===== Given information =====
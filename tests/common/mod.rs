//! Shared test doubles for integration tests

#![allow(dead_code)]

use async_trait::async_trait;
use model_gateway::models::cache;
use model_gateway::models::registry::SlotContext;
use model_gateway::models::runtime::RuntimeUpdate;
use model_gateway::{
    InferInput, InferOutput, ModelBackend, ModelContext, ModelError, ModelMetadata,
    ModelRegistry, ModelResult, ModelTask,
};
use serde_json::json;
use std::path::Path;
use std::sync::atomic::{AtomicBool, AtomicUsize, Ordering};
use std::sync::{Arc, Mutex};
use std::time::Duration;

/// Backend that counts calls, sleeps to widen race windows, and writes
/// artifacts into the cache on load and download
#[derive(Default)]
pub struct DummyBackend {
    pub loads: AtomicUsize,
    pub downloads: AtomicUsize,
    pub unloads: AtomicUsize,
    pub infers: AtomicUsize,
    pub fail_load: AtomicBool,
    pub fail_download: AtomicBool,
    pub delay: Duration,
    /// Device preference seen by each load, in order
    pub loaded_on: Mutex<Vec<Vec<u32>>>,
    /// Credential seen by the most recent load
    pub last_token: Mutex<Option<String>>,
}

impl DummyBackend {
    pub fn with_delay(delay: Duration) -> Self {
        Self {
            delay,
            ..Default::default()
        }
    }

    pub fn loads(&self) -> usize {
        self.loads.load(Ordering::SeqCst)
    }

    pub fn downloads(&self) -> usize {
        self.downloads.load(Ordering::SeqCst)
    }

    pub fn unloads(&self) -> usize {
        self.unloads.load(Ordering::SeqCst)
    }

    pub fn infers(&self) -> usize {
        self.infers.load(Ordering::SeqCst)
    }

    fn write_artifacts(&self, ctx: &ModelContext) -> ModelResult<()> {
        let snapshot = ctx.cache_repo_dir().join("snapshots").join("main");
        std::fs::create_dir_all(&snapshot)?;
        std::fs::write(snapshot.join("weights.bin"), b"weights")?;
        Ok(())
    }
}

#[async_trait]
impl ModelBackend for DummyBackend {
    async fn load(&self, ctx: &ModelContext) -> ModelResult<()> {
        self.loads.fetch_add(1, Ordering::SeqCst);
        ctx.update_runtime(RuntimeUpdate::new().progress(40).status("Warming up"));
        tokio::time::sleep(self.delay).await;

        if self.fail_load.load(Ordering::SeqCst) {
            return Err(ModelError::runtime("simulated load failure"));
        }

        self.write_artifacts(ctx)?;
        self.loaded_on
            .lock()
            .unwrap()
            .push(ctx.device_ids.clone());
        *self.last_token.lock().unwrap() = ctx.hf_token.clone();
        Ok(())
    }

    async fn download(&self, ctx: &ModelContext) -> ModelResult<()> {
        self.downloads.fetch_add(1, Ordering::SeqCst);
        tokio::time::sleep(self.delay).await;

        if self.fail_download.load(Ordering::SeqCst) {
            return Err(ModelError::runtime("HTTP 403: gated repository"));
        }
        self.write_artifacts(ctx)
    }

    async fn unload(&self, _ctx: &ModelContext) -> ModelResult<()> {
        self.unloads.fetch_add(1, Ordering::SeqCst);
        Ok(())
    }

    async fn infer(&self, ctx: &ModelContext, input: InferInput) -> ModelResult<InferOutput> {
        self.infers.fetch_add(1, Ordering::SeqCst);
        match input {
            InferInput::Json(payload) => {
                // Chat requests get an assistant reply repeating the last message
                let reply = payload
                    .pointer("/messages")
                    .and_then(|messages| messages.as_array())
                    .and_then(|messages| messages.last())
                    .and_then(|message| message["content"].as_str())
                    .map(|content| format!("echo: {}", content));
                let mut output = json!({
                    "model": ctx.metadata.identifier,
                    "echo": payload,
                });
                if let Some(reply) = reply {
                    output["choices"] = json!([{
                        "index": 0,
                        "message": { "role": "assistant", "content": reply },
                    }]);
                }
                Ok(output)
            }
            InferInput::Audio {
                bytes,
                sampling_rate,
            } => Ok(json!({
                "model": ctx.metadata.identifier,
                "bytes": bytes.len(),
                "sampling_rate": sampling_rate,
            })),
        }
    }
}

/// Whether the dummy backend's artifacts for `key` are on disk
pub fn artifacts_present(cache_dir: &Path, key: &str) -> bool {
    cache::is_repo_cached(cache_dir, &format!("local/{}", key))
}

pub fn metadata(identifier: &str, task: ModelTask) -> ModelMetadata {
    ModelMetadata::new(identifier, task)
        .with_description("Test double")
        .with_format("json")
}

/// Register `backend` under `key`; every instantiation shares the same backend
pub async fn register_dummy(
    registry: &ModelRegistry,
    key: &str,
    task: ModelTask,
    backend: Arc<DummyBackend>,
) {
    registry
        .register(
            key,
            metadata(&format!("local/{}", key), task),
            move |_ctx: &SlotContext| -> ModelResult<Arc<dyn ModelBackend>> {
                Ok(backend.clone())
            },
        )
        .await
        .unwrap();
}

/// Registry with one dummy slot per core task
pub async fn dummy_registry(
    cache_dir: &Path,
) -> (ModelRegistry, Arc<DummyBackend>, Arc<DummyBackend>, Arc<DummyBackend>) {
    let registry = ModelRegistry::new(cache_dir, None);
    let chat = Arc::new(DummyBackend::default());
    let speech = Arc::new(DummyBackend::default());
    let diarizer = Arc::new(DummyBackend::default());

    register_dummy(&registry, "chat", ModelTask::ChatCompletion, chat.clone()).await;
    register_dummy(&registry, "speech", ModelTask::SpeechToText, speech.clone()).await;
    register_dummy(
        &registry,
        "diarizer",
        ModelTask::SpeakerDiarization,
        diarizer.clone(),
    )
    .await;

    (registry, chat, speech, diarizer)
}
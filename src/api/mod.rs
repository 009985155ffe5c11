//! HTTP surface: admin lifecycle endpoints plus task-routed inference

pub mod handlers;
pub mod models;
pub mod routes;

pub use routes::{AppState, create_router};
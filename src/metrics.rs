//! Prometheus metrics

use anyhow::Result;
use metrics_exporter_prometheus::PrometheusBuilder;
use std::time::Duration;

/// Setup Prometheus metrics exporter
/// Returns a handle that can be used to retrieve metrics
pub fn setup_metrics() -> Result<metrics_exporter_prometheus::PrometheusHandle> {
    let handle = PrometheusBuilder::new()
        .install_recorder()
        .map_err(|e| anyhow::anyhow!("Failed to install Prometheus exporter: {}", e))?;

    tracing::info!("Prometheus metrics exporter installed");

    Ok(handle)
}

/// Record a load attempt and its duration
pub fn record_model_load(model: &str, outcome: &'static str, elapsed: Duration) {
    metrics::counter!("gateway_model_loads_total",
        "model" => model.to_string(),
        "outcome" => outcome
    )
    .increment(1);
    metrics::histogram!("gateway_model_load_duration_seconds",
        "model" => model.to_string()
    )
    .record(elapsed.as_secs_f64());
    if outcome == "success" {
        metrics::gauge!("gateway_models_loaded").increment(1.0);
    }
}

/// Record an explicit artifact download
pub fn record_model_download(model: &str, outcome: &'static str) {
    metrics::counter!("gateway_model_downloads_total",
        "model" => model.to_string(),
        "outcome" => outcome
    )
    .increment(1);
}

/// Record an unload of a loaded model
pub fn record_model_unload(model: &str) {
    metrics::counter!("gateway_model_unloads_total",
        "model" => model.to_string()
    )
    .increment(1);
    metrics::gauge!("gateway_models_loaded").decrement(1.0);
}

/// Record a retried artifact fetch
pub fn record_fetch_retry(repo: &str) {
    metrics::counter!("gateway_fetch_retries_total",
        "repo" => repo.to_string()
    )
    .increment(1);
}
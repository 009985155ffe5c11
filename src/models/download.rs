//! Snapshot download with progress reporting
//!
//! Drives one bulk artifact fetch and publishes progress into a
//! [`RuntimeTracker`], mapped onto a caller-chosen sub-range of the overall
//! progress bar. When the fetcher reports bytes itself, those reports drive the
//! status; otherwise a poller measures the cache directory on a fixed cadence.
//! Both producers publish through [`ProgressSink::emit_progress`].

use super::cache;
use super::fetch::{ArtifactFetcher, FetchRequest, ProgressCallback};
use super::retry::{RetryPolicy, fetch_with_retry};
use super::runtime::{RuntimeTracker, RuntimeUpdate, clamp_progress};
use crate::error::FetchError;
use std::path::{Path, PathBuf};
use std::sync::{Arc, Mutex};
use std::time::Duration;
use tokio::sync::oneshot;
use tokio::task::JoinHandle;

/// Cadence of the directory-size poller
pub const POLL_INTERVAL: Duration = Duration::from_millis(800);

const UNITS: [&str; 5] = ["B", "KiB", "MiB", "GiB", "TiB"];

/// A snapshot download and where its progress goes on the bar
#[derive(Debug, Clone)]
pub struct SnapshotRequest {
    pub fetch: FetchRequest,
    /// Sub-range `[start, end]` of the overall progress bar
    pub progress_range: (f64, f64),
    /// Human-readable prefix for status messages (e.g., "Downloading canary")
    pub label: String,
}

/// Linearly map `current / total` into `[start, end]`
pub fn map_progress(current: u64, total: u64, start: f64, end: f64) -> f64 {
    if total == 0 {
        return start;
    }
    let fraction = (current as f64 / total as f64).clamp(0.0, 1.0);
    start + (end - start) * fraction
}

/// Binary-prefix byte count, one decimal above bytes (1536 -> "1.5 KiB")
pub fn format_bytes(bytes: u64) -> String {
    if bytes < 1024 {
        return format!("{} B", bytes);
    }
    let mut value = bytes as f64;
    let mut unit = 0;
    while value >= 1024.0 && unit < UNITS.len() - 1 {
        value /= 1024.0;
        unit += 1;
    }
    format!("{:.1} {}", value, UNITS[unit])
}

#[derive(Debug, Default)]
struct Published {
    percent: Option<u8>,
    bytes: u64,
}

/// Serialized "publish if changed" entry point shared by both producers
#[derive(Debug)]
pub struct ProgressSink {
    runtime: Arc<RuntimeTracker>,
    total: Option<u64>,
    range: (f64, f64),
    label: String,
    published: Mutex<Published>,
}

impl ProgressSink {
    pub fn new(
        runtime: Arc<RuntimeTracker>,
        total: Option<u64>,
        range: (f64, f64),
        label: impl Into<String>,
    ) -> Self {
        Self {
            runtime,
            total: total.filter(|total| *total > 0),
            range,
            label: label.into(),
            published: Mutex::new(Published::default()),
        }
    }

    /// Publish a cumulative byte count; stale or unchanged values are dropped
    pub fn emit_progress(&self, current: u64) {
        let mut published = self
            .published
            .lock()
            .unwrap_or_else(|poisoned| poisoned.into_inner());

        match self.total {
            Some(total) => {
                let (start, end) = self.range;
                let percent = clamp_progress(map_progress(current, total, start, end));
                if published.percent.is_some_and(|last| percent <= last) {
                    return;
                }
                published.percent = Some(percent);
                published.bytes = published.bytes.max(current);
                self.runtime.update(
                    RuntimeUpdate::new().progress(percent).status(format!(
                        "{} ({} / {})",
                        self.label,
                        format_bytes(current.min(total)),
                        format_bytes(total)
                    )),
                );
            }
            None => {
                if current <= published.bytes {
                    return;
                }
                published.bytes = current;
                self.runtime.update(RuntimeUpdate::new().status(format!(
                    "{} ({} downloaded)",
                    self.label,
                    format_bytes(current)
                )));
            }
        }
    }

    pub fn last_published_percent(&self) -> Option<u8> {
        self.published
            .lock()
            .unwrap_or_else(|poisoned| poisoned.into_inner())
            .percent
    }
}

/// Background directory-size poller, stopped through a oneshot
struct Poller {
    stop: oneshot::Sender<()>,
    handle: JoinHandle<()>,
}

impl Poller {
    fn spawn(sink: Arc<ProgressSink>, cache_dir: PathBuf, repo_id: String) -> Self {
        let (stop, mut stopped) = oneshot::channel();
        let handle = tokio::spawn(async move {
            let mut interval = tokio::time::interval(POLL_INTERVAL);
            interval.set_missed_tick_behavior(tokio::time::MissedTickBehavior::Delay);
            loop {
                tokio::select! {
                    _ = &mut stopped => break,
                    _ = interval.tick() => {
                        let (dir, repo) = (cache_dir.clone(), repo_id.clone());
                        let size = tokio::task::spawn_blocking(move || {
                            cache::cache_size(&dir, &repo).unwrap_or(0)
                        })
                        .await
                        .unwrap_or(0);
                        tracing::trace!(repo = %repo_id, bytes = size, "Polled download size");
                        sink.emit_progress(size);
                    }
                }
            }
        });
        Self { stop, handle }
    }

    async fn stop(self) {
        let _ = self.stop.send(());
        if let Err(e) = self.handle.await {
            tracing::debug!(error = %e, "Download poller ended abnormally");
        }
    }
}

/// Download a snapshot while publishing progress into `runtime`
///
/// Size resolution failures only disable percentages. Fetch failures stop the
/// poller and propagate unchanged; recording them is the caller's job.
pub async fn download_snapshot(
    fetcher: &dyn ArtifactFetcher,
    request: &SnapshotRequest,
    runtime: Arc<RuntimeTracker>,
    policy: &RetryPolicy,
) -> Result<PathBuf, FetchError> {
    let repo_id = request.fetch.repo_id.as_str();
    let (start, end) = request.progress_range;

    runtime.update(
        RuntimeUpdate::new()
            .progress(start)
            .status(format!("{} (resolving size)", request.label)),
    );

    let total = match fetcher.total_size(&request.fetch).await {
        Ok(total) => Some(total),
        Err(e) => {
            tracing::debug!(repo = %repo_id, error = %e, "Could not resolve snapshot size");
            None
        }
    };
    tracing::info!(
        repo = %repo_id,
        total_bytes = ?total,
        range = ?request.progress_range,
        "Starting snapshot download"
    );

    let sink = Arc::new(ProgressSink::new(
        runtime.clone(),
        total,
        request.progress_range,
        request.label.clone(),
    ));

    let (callback, poller) = if fetcher.supports_progress() {
        let sink = sink.clone();
        let callback: ProgressCallback = Arc::new(move |bytes| sink.emit_progress(bytes));
        (Some(callback), None)
    } else {
        let poller = Poller::spawn(
            sink.clone(),
            request.fetch.cache_dir.clone(),
            repo_id.to_string(),
        );
        (None, Some(poller))
    };

    let result = fetch_with_retry(fetcher, &request.fetch, callback, policy).await;

    if let Some(poller) = poller {
        poller.stop().await;
    }

    let path = result?;
    runtime.update(
        RuntimeUpdate::new()
            .progress(end)
            .status(format!("{} complete", request.label))
            .downloaded(true),
    );
    tracing::info!(repo = %repo_id, path = %path.display(), "Snapshot downloaded");
    Ok(path)
}

#[cfg(test)]
mod tests {
    use super::*;
    use crate::models::runtime::LifecycleState;
    use async_trait::async_trait;
    use std::sync::atomic::{AtomicBool, Ordering};

    #[test]
    fn test_map_progress_midpoint() {
        assert_eq!(map_progress(500, 1000, 10.0, 90.0), 50.0);
        assert_eq!(map_progress(0, 1000, 32.0, 78.0), 32.0);
        assert_eq!(map_progress(1000, 1000, 32.0, 78.0), 78.0);
        assert_eq!(map_progress(5000, 1000, 10.0, 90.0), 90.0);
        assert_eq!(map_progress(10, 0, 10.0, 90.0), 10.0);
    }

    #[test]
    fn test_format_bytes() {
        assert_eq!(format_bytes(0), "0 B");
        assert_eq!(format_bytes(512), "512 B");
        assert_eq!(format_bytes(1536), "1.5 KiB");
        assert_eq!(format_bytes(5 * 1024 * 1024), "5.0 MiB");
        assert_eq!(format_bytes(3 * 1024 * 1024 * 1024), "3.0 GiB");
        assert_eq!(format_bytes(2 * 1024u64.pow(4)), "2.0 TiB");
        assert_eq!(format_bytes(4096 * 1024u64.pow(4)), "4096.0 TiB");
    }

    #[test]
    fn test_sink_publishes_mapped_percentage() {
        let runtime = Arc::new(RuntimeTracker::default());
        let sink = ProgressSink::new(runtime.clone(), Some(1000), (10.0, 90.0), "Downloading");

        sink.emit_progress(500);

        let snapshot = runtime.snapshot();
        assert_eq!(snapshot.progress, 50);
        assert_eq!(snapshot.status, "Downloading (500 B / 1000 B)");
    }

    #[test]
    fn test_sink_never_regresses() {
        let runtime = Arc::new(RuntimeTracker::default());
        let sink = ProgressSink::new(runtime.clone(), Some(1000), (0.0, 100.0), "Downloading");

        sink.emit_progress(600);
        let stamped = runtime.snapshot().updated_at;
        sink.emit_progress(300);
        sink.emit_progress(601);

        let snapshot = runtime.snapshot();
        assert_eq!(snapshot.progress, 60);
        assert_eq!(snapshot.updated_at, stamped);
        assert_eq!(sink.last_published_percent(), Some(60));
    }

    #[test]
    fn test_sink_without_total_reports_bytes() {
        let runtime = Arc::new(RuntimeTracker::default());
        runtime.update(RuntimeUpdate::new().progress(32));
        let sink = ProgressSink::new(runtime.clone(), None, (32.0, 78.0), "Downloading");

        sink.emit_progress(1536);

        let snapshot = runtime.snapshot();
        assert_eq!(snapshot.progress, 32);
        assert_eq!(snapshot.status, "Downloading (1.5 KiB downloaded)");
        assert!(sink.last_published_percent().is_none());
    }

    #[test]
    fn test_zero_total_is_treated_as_unknown() {
        let runtime = Arc::new(RuntimeTracker::default());
        let sink = ProgressSink::new(runtime, Some(0), (0.0, 100.0), "Downloading");
        sink.emit_progress(10);
        assert!(sink.last_published_percent().is_none());
    }

    /// Writes a file into the repo dir without reporting progress
    struct SilentFetcher {
        fail: AtomicBool,
    }

    #[async_trait]
    impl ArtifactFetcher for SilentFetcher {
        async fn total_size(&self, _request: &FetchRequest) -> Result<u64, FetchError> {
            Err(FetchError::Status {
                status: 404,
                message: "no metadata".into(),
            })
        }

        async fn fetch(
            &self,
            request: &FetchRequest,
            _progress: Option<ProgressCallback>,
        ) -> Result<PathBuf, FetchError> {
            let repo = cache::cache_repo_dir(&request.cache_dir, &request.repo_id);
            let snapshot = repo.join("snapshots/abc");
            std::fs::create_dir_all(&snapshot).unwrap();
            std::fs::write(snapshot.join("weights.bin"), vec![0u8; 2048]).unwrap();
            tokio::time::sleep(Duration::from_millis(1000)).await;
            if self.fail.load(Ordering::SeqCst) {
                return Err(FetchError::Status {
                    status: 403,
                    message: "gated".into(),
                });
            }
            Ok(snapshot)
        }
    }

    fn snapshot_request(cache_dir: &Path) -> SnapshotRequest {
        SnapshotRequest {
            fetch: FetchRequest {
                repo_id: "org/model".into(),
                cache_dir: cache_dir.to_path_buf(),
                token: None,
                file_patterns: vec!["*.bin".into()],
            },
            progress_range: (28.0, 96.0),
            label: "Downloading model".into(),
        }
    }

    #[tokio::test]
    async fn test_download_snapshot_polls_and_completes() {
        let dir = tempfile::tempdir().unwrap();
        let runtime = Arc::new(RuntimeTracker::default());
        let fetcher = SilentFetcher {
            fail: AtomicBool::new(false),
        };

        let path = download_snapshot(
            &fetcher,
            &snapshot_request(dir.path()),
            runtime.clone(),
            &RetryPolicy::immediate(1),
        )
        .await
        .unwrap();

        assert!(path.ends_with("snapshots/abc"));
        let snapshot = runtime.snapshot();
        assert_eq!(snapshot.progress, 96);
        assert_eq!(snapshot.status, "Downloading model complete");
        assert!(snapshot.downloaded);
        assert_eq!(snapshot.state, LifecycleState::Idle);
        assert_eq!(cache::cache_size(dir.path(), "org/model"), Some(2048));
    }

    #[tokio::test]
    async fn test_download_snapshot_failure_propagates() {
        let dir = tempfile::tempdir().unwrap();
        let runtime = Arc::new(RuntimeTracker::default());
        let fetcher = SilentFetcher {
            fail: AtomicBool::new(true),
        };

        let err = download_snapshot(
            &fetcher,
            &snapshot_request(dir.path()),
            runtime.clone(),
            &RetryPolicy::immediate(3),
        )
        .await
        .unwrap_err();

        assert!(matches!(err, FetchError::Status { status: 403, .. }));
        let snapshot = runtime.snapshot();
        assert!(!snapshot.downloaded);
        assert_eq!(snapshot.progress, 28);
    }
}
//! Static identity records for registry slots

use serde::{Deserialize, Serialize};
use std::collections::BTreeMap;
use std::fmt;

/// Task a model slot declares. Also the key of the registry's task index.
#[derive(Debug, Clone, PartialEq, Eq, Hash, PartialOrd, Ord, Serialize, Deserialize)]
#[serde(from = "String", into = "String")]
pub enum ModelTask {
    ChatCompletion,
    SpeechToText,
    SpeakerDiarization,
    Other(String),
}

impl ModelTask {
    pub fn as_str(&self) -> &str {
        match self {
            Self::ChatCompletion => "chat-completion",
            Self::SpeechToText => "speech-to-text",
            Self::SpeakerDiarization => "speaker-diarization",
            Self::Other(name) => name,
        }
    }
}

impl From<&str> for ModelTask {
    fn from(value: &str) -> Self {
        match value {
            "chat-completion" => Self::ChatCompletion,
            "speech-to-text" => Self::SpeechToText,
            "speaker-diarization" => Self::SpeakerDiarization,
            other => Self::Other(other.to_string()),
        }
    }
}

impl From<String> for ModelTask {
    fn from(value: String) -> Self {
        Self::from(value.as_str())
    }
}

impl From<ModelTask> for String {
    fn from(task: ModelTask) -> Self {
        task.as_str().to_string()
    }
}

impl fmt::Display for ModelTask {
    fn fmt(&self, f: &mut fmt::Formatter<'_>) -> fmt::Result {
        f.write_str(self.as_str())
    }
}

/// Immutable identity of a model slot
#[derive(Debug, Clone, PartialEq, Serialize, Deserialize)]
pub struct ModelMetadata {
    /// Globally unique artifact name (e.g., "nvidia/canary-1b-v2")
    pub identifier: String,
    pub task: ModelTask,
    #[serde(default)]
    pub description: String,
    /// Accepted input/output encoding
    #[serde(default)]
    pub format: String,
    /// Extra declared capabilities
    #[serde(default)]
    pub params: BTreeMap<String, serde_json::Value>,
}

impl ModelMetadata {
    pub fn new(identifier: impl Into<String>, task: impl Into<ModelTask>) -> Self {
        Self {
            identifier: identifier.into(),
            task: task.into(),
            description: String::new(),
            format: String::new(),
            params: BTreeMap::new(),
        }
    }

    pub fn with_description(mut self, description: impl Into<String>) -> Self {
        self.description = description.into();
        self
    }

    pub fn with_format(mut self, format: impl Into<String>) -> Self {
        self.format = format.into();
        self
    }

    pub fn with_param(mut self, key: impl Into<String>, value: serde_json::Value) -> Self {
        self.params.insert(key.into(), value);
        self
    }
}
=====
* [Exercise goal]
Copy out each line of the data that holds the string "reporting".

* [Response to the exercise]
//! Snapshot download with progress reporting
    /// Writes a file into the repo dir without reporting progress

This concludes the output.